▶ _Aim of the exercise_:
Go through the data below and report how many lines contain "LatLngHeight"; the reply holds only that number.

Saved data entries:

>>>

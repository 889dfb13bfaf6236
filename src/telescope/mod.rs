// This Source Code Form is subject to the terms of the Mozilla Public
// License, v. 2.0. If a copy of the MPL was not distributed with this
// file, You can obtain one at http://mozilla.org/MPL/2.0/.

//! The interferometer: its position on the Earth, its stations, and the
//! global parameters used when simulating it.

mod error;
mod layout;

pub use error::TelescopeError;
pub use layout::read_layout_file;

use marlu::{LatLngHeight, RADec, XyzGeodetic};

use crate::beam::BeamModel;

/// One station (a.k.a. antenna, tile) of the interferometer.
#[derive(Debug, Clone)]
pub struct Station {
    pub name: String,

    /// The position of the station relative to the array reference position.
    pub xyz: XyzGeodetic,

    /// East and north offsets of each of this station's elements from the
    /// station centre \[metres\]. Only aperture-array beams use these; an
    /// empty list means a single element.
    pub elements: Vec<[f64; 2]>,

    /// The RMS of the noise on this station's visibilities \[Jy\].
    pub noise_rms_jy: f64,
}

impl Station {
    pub fn num_elements(&self) -> usize {
        self.elements.len().max(1)
    }
}

#[derive(Debug, Clone)]
pub struct Telescope {
    pub array_position: LatLngHeight,

    pub stations: Vec<Station>,

    pub phase_centre: RADec,

    pub beam: BeamModel,

    /// Seed for stochastic beam errors.
    pub seed: u64,

    /// Should station beams be divided by their response in the direction of
    /// the phase centre?
    pub normalise_beams_at_phase_centre: bool,
}

impl Telescope {
    /// Check that this telescope makes sense.
    pub fn validate(&self) -> Result<(), TelescopeError> {
        if self.stations.len() < 2 {
            return Err(TelescopeError::NotEnoughStations(self.stations.len()));
        }
        if !(-std::f64::consts::FRAC_PI_2..=std::f64::consts::FRAC_PI_2)
            .contains(&self.array_position.latitude_rad)
        {
            return Err(TelescopeError::BadLatitude(
                self.array_position.latitude_rad.to_degrees(),
            ));
        }
        self.beam.validate()?;
        Ok(())
    }

    pub fn num_stations(&self) -> usize {
        self.stations.len()
    }

    pub fn num_baselines(&self) -> usize {
        let n = self.stations.len();
        n * n.saturating_sub(1) / 2
    }

    /// The number of elements in the largest station.
    pub fn max_station_size(&self) -> usize {
        self.stations
            .iter()
            .map(|s| s.num_elements())
            .max()
            .unwrap_or(1)
    }

    /// The station pairs of each cross-correlation baseline, in the order that
    /// visibilities are stored (first station major, `p < q`).
    pub fn baseline_pairs(&self) -> impl Iterator<Item = (usize, usize)> + '_ {
        let n = self.stations.len();
        (0..n).flat_map(move |p| (p + 1..n).map(move |q| (p, q)))
    }

    pub fn station_xyzs(&self) -> impl Iterator<Item = XyzGeodetic> + '_ {
        self.stations.iter().map(|s| s.xyz)
    }
}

<<<

▶ _Result of this exercise_:
2